--- EXERCISE DATA ---
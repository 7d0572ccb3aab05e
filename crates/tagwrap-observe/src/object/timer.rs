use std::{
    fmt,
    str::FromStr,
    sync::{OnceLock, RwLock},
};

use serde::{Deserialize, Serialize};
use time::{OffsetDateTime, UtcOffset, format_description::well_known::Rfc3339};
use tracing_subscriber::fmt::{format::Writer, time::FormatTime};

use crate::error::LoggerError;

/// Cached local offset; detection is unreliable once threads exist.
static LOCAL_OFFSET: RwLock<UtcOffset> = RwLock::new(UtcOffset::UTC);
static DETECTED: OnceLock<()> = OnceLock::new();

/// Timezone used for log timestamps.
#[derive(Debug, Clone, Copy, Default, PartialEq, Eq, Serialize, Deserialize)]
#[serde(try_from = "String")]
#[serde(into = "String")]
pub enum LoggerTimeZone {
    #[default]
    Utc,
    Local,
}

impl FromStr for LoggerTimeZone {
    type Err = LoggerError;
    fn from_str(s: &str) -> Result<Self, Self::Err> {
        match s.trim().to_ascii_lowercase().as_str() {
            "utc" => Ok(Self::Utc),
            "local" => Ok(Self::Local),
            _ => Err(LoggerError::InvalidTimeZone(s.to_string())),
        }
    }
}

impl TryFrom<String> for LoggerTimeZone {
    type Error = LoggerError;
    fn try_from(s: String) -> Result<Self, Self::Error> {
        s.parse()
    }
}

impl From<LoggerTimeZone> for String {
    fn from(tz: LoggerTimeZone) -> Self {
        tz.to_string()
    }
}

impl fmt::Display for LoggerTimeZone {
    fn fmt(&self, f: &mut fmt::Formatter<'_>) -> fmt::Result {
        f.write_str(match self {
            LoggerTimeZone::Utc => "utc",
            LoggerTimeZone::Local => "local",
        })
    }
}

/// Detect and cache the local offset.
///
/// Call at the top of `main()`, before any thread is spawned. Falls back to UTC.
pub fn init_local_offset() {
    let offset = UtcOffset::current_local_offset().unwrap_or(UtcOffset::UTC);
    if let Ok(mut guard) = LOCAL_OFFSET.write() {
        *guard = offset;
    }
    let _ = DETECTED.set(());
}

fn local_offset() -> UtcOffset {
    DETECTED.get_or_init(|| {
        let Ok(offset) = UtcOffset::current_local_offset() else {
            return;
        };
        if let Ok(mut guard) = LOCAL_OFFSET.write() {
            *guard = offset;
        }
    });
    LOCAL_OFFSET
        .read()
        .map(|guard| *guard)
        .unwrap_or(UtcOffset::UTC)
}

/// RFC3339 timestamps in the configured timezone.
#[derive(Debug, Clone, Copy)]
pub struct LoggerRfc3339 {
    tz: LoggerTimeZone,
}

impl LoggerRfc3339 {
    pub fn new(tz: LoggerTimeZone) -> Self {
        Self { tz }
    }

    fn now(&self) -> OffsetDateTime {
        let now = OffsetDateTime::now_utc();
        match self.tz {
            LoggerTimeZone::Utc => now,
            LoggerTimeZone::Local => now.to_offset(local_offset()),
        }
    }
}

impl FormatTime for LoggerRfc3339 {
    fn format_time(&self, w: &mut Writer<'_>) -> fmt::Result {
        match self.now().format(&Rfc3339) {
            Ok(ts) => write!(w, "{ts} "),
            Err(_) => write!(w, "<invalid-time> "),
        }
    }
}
---
Copy whichever lines in the listing above contain the word "serde".

▶ **RESPONSE AREA**
use serde::{Deserialize, Serialize};
#[serde(try_from = "String")]
#[serde(into = "String")]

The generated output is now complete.